Si yo fuera el Príncipe, creo que exigiría al gobierno de turno - cuando le toque - la convocatoria inmediata de un referéndum sobre la forma de Estado. Puede que lo gane o puede que no. Pero creo que no hay compensación posible por los ataques personales que van a sufrir él y su familia, por muy bien que desempeñe sus obligaciones. Poca gente quedará entonces que las conozca ni que se tome la molestia de saberlas. Le sugiero que coja a su mujer y a sus hijas y haga una vida normal, no creo que tengan problemas ni les falten recursos para hacerlo.
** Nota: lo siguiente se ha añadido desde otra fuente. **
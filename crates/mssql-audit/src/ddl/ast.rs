//! Typed statement nodes for audit DDL.
//!
//! The synthesizer builds these; a [`Dialect`](super::Dialect) turns them into
//! text. Nothing in here knows about quoting or batch separators.

/// Schema-qualified object name.
#[derive(Debug, Clone, PartialEq, Eq, Hash)]
pub struct ObjectName {
    pub schema: String,
    pub name: String,
}

impl ObjectName {
    pub fn new(schema: impl Into<String>, name: impl Into<String>) -> Self {
        Self {
            schema: schema.into(),
            name: name.into(),
        }
    }
}

/// Object kinds that can be dropped by existence check.
#[derive(Debug, Clone, Copy, PartialEq, Eq)]
pub enum ObjectKind {
    Table,
    Trigger,
}

/// DML event a trigger fires after.
#[derive(Debug, Clone, Copy, PartialEq, Eq)]
pub enum DmlEvent {
    Insert,
    Update,
    Delete,
}

impl DmlEvent {
    /// Single-character code stored in the audit type column.
    pub fn audit_code(self) -> char {
        match self {
            DmlEvent::Insert => 'I',
            DmlEvent::Update => 'U',
            DmlEvent::Delete => 'D',
        }
    }
}

/// Built-in scalar functions the generated code calls.
#[derive(Debug, Clone, Copy, PartialEq, Eq)]
pub enum Builtin {
    /// Current UTC timestamp.
    UtcNow,
    /// Login name of the current principal.
    CurrentPrincipal,
}

/// Scalar expression.
#[derive(Debug, Clone, PartialEq)]
pub enum Expr {
    /// `[alias].[column]`, or `[column]` without a qualifier.
    Column {
        qualifier: Option<String>,
        name: String,
    },
    /// `[schema].[object].[column]`.
    ObjectColumn { object: ObjectName, column: String },
    /// `@name`.
    Variable(String),
    /// Single-character string literal.
    CharLiteral(char),
    Int(i64),
    Builtin(Builtin),
    Max(Box<Expr>),
    CountStar,
    Convert { type_text: String, expr: Box<Expr> },
    Subquery(Box<Select>),
}

impl Expr {
    pub fn column(qualifier: &str, name: &str) -> Self {
        Expr::Column {
            qualifier: Some(qualifier.to_string()),
            name: name.to_string(),
        }
    }

    pub fn bare_column(name: &str) -> Self {
        Expr::Column {
            qualifier: None,
            name: name.to_string(),
        }
    }

    pub fn variable(name: &str) -> Self {
        Expr::Variable(name.to_string())
    }

    pub fn convert(type_text: &str, expr: Expr) -> Self {
        Expr::Convert {
            type_text: type_text.to_string(),
            expr: Box::new(expr),
        }
    }
}

/// Boolean condition.
#[derive(Debug, Clone, PartialEq)]
pub enum Predicate {
    Eq(Expr, Expr),
    IsNull(Expr),
    And(Vec<Predicate>),
    Or(Vec<Predicate>),
}

impl Predicate {
    /// `a = b`, or both NULL.
    pub fn null_safe_eq(a: Expr, b: Expr) -> Self {
        Predicate::Or(vec![
            Predicate::Eq(a.clone(), b.clone()),
            Predicate::And(vec![Predicate::IsNull(a), Predicate::IsNull(b)]),
        ])
    }
}

/// Row source in a FROM or JOIN.
#[derive(Debug, Clone, PartialEq)]
pub enum Source {
    /// The `inserted` trigger pseudo-table.
    Inserted,
    /// The `deleted` trigger pseudo-table.
    Deleted,
    Object(ObjectName),
}

/// Row source with an optional alias.
#[derive(Debug, Clone, PartialEq)]
pub struct TableRef {
    pub source: Source,
    pub alias: Option<String>,
}

impl TableRef {
    pub fn aliased(source: Source, alias: &str) -> Self {
        Self {
            source,
            alias: Some(alias.to_string()),
        }
    }

    pub fn plain(source: Source) -> Self {
        Self { source, alias: None }
    }
}

#[derive(Debug, Clone, Copy, PartialEq, Eq)]
pub enum JoinKind {
    Inner,
    Left,
}

#[derive(Debug, Clone, PartialEq)]
pub struct Join {
    pub kind: JoinKind,
    pub table: TableRef,
    pub on: Predicate,
}

/// `SELECT projection FROM from[, from...] joins WHERE filter`.
#[derive(Debug, Clone, PartialEq)]
pub struct Select {
    pub projection: Vec<Expr>,
    pub from: Vec<TableRef>,
    pub joins: Vec<Join>,
    pub filter: Option<Predicate>,
}

/// Column of a CREATE TABLE.
#[derive(Debug, Clone, PartialEq, Eq)]
pub struct ColumnDef {
    pub name: String,
    pub type_text: String,
    pub identity: bool,
    pub nullable: bool,
}

#[derive(Debug, Clone, PartialEq, Eq)]
pub struct PrimaryKey {
    pub name: String,
    pub column: String,
    pub clustered: bool,
}

#[derive(Debug, Clone, PartialEq)]
pub struct CreateTable {
    pub table: ObjectName,
    pub columns: Vec<ColumnDef>,
    pub primary_key: PrimaryKey,
}

/// `INSERT table (leading..., columns...) SELECT leading..., values... FROM ...`.
///
/// The leading part carries the audit bookkeeping columns; `columns` and
/// `values` mirror the source table.
#[derive(Debug, Clone, PartialEq)]
pub struct InsertSelect {
    pub table: ObjectName,
    pub leading_columns: Vec<String>,
    pub leading_values: Vec<Expr>,
    pub columns: Vec<String>,
    pub values: Vec<Expr>,
    pub from: TableRef,
    pub joins: Vec<Join>,
}

/// One statement of a trigger body.
#[derive(Debug, Clone, PartialEq)]
pub enum TriggerStep {
    Declare { variable: String, type_text: String },
    /// `SELECT @variable = <first projection> FROM ...`.
    Assign { variable: String, query: Select },
    Insert(InsertSelect),
    If {
        condition: Predicate,
        then: Vec<TriggerStep>,
    },
}

#[derive(Debug, Clone, PartialEq)]
pub struct CreateTrigger {
    pub name: ObjectName,
    pub table: ObjectName,
    pub event: DmlEvent,
    pub body: Vec<TriggerStep>,
}

/// Independently executable statement (one batch).
#[derive(Debug, Clone, PartialEq)]
pub enum Statement {
    DropIfExists {
        kind: ObjectKind,
        object: ObjectName,
    },
    DropIndexIfExists {
        index: String,
        table: ObjectName,
    },
    CreateTable(CreateTable),
    AddDefault {
        table: ObjectName,
        constraint: String,
        column: String,
        value: Expr,
    },
    CreateIndex {
        index: String,
        table: ObjectName,
        column: String,
        clustered: bool,
    },
    CreateTrigger(CreateTrigger),
}

/// Statements that belong together in the script.
#[derive(Debug, Clone, PartialEq)]
pub struct Block {
    pub statements: Vec<Statement>,
}

/// Everything generated for one source table, in execution order.
#[derive(Debug, Clone, PartialEq)]
pub struct TableScript {
    pub table: ObjectName,
    pub blocks: Vec<Block>,
}

impl TableScript {
    /// All statements across blocks, in order.
    pub fn statements(&self) -> impl Iterator<Item = &Statement> {
        self.blocks.iter().flat_map(|b| b.statements.iter())
    }
}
Y entonces nos daremos el gustazo de tener de Jefe de lo que quede del Estado a gente como Acebes o Pepe Blanco, o dependiendo de la bisagra electoral de turno, hasta un Carod Rovira, muy democráticamente elegidos desde una lista cerrada impuesta por una oligarquía de partidos que lo único que ha demostrado de unos años a esta parte es fidelidad a sus propios y cambiantes intereses.

P.D: si quieren algo bastante más fuerte que lo de "El Jueves", consulten el blog de Iñaki Anasagasti. No dirán que no les doy para elegir.

P.D: respecto a los 2.500 euros de marras, preferiría una rebaja del IRPF o que aumentaran la baja por maternidad unos cuantos meses. Hablo como futuro beneficiario de la ayuda. Creo que es una medida efectista y que tiene que ver más con el interés electoral que con una natalidad que a base de inmigración ya no necesitamos aumentar.

jueves, noviembre 18, 2004

Aullidos de mono

Cualquiera que viera el partido España-Inglaterra de ayer se percataría de ciertos ruidos selváticos proferidos por un sector del público cada vez que los jugadores ingleses de color (de color negro) cogían el balón. No es ninguna novedad, ni en ese estadio, ni en España ni en otros muchos estadios de Europa, pero reconozco que no deja de sorprenderme. Esa misma gente que aúlla al contrario tiene jugadores negros en sus equipos a los que, por motivos evidentes, permite evolucionar por el campo en perfecto silencio o con admiración incontenible en ciertos casos.

Asumamos que la inteligencia de la masa es la resta aritmética de la todos los que la componen. Aún así debemos reconocer que tenemos un buen puñado de gilipollas llenando nuestros estadios. Lo cual ya lo sabíamos, pero duele comprobar que el problema no mejora. El fútbol es así, dicen en estos casos.

Por cierto, a ver si nos aprendemos alguna canción con letra para cantar en los partidos, que somos la vergüenza de la FIFA. No salimos del O-E-O-EO-EO-EEEEEEE, QUE VI-VA-ES-PA-ÑAAA y del CHUN-DA-CHUN-DA-TA-CHUN-DA-CHUNDA-CHUNDA en el himno, que manda narices la cosa. Panda becerros.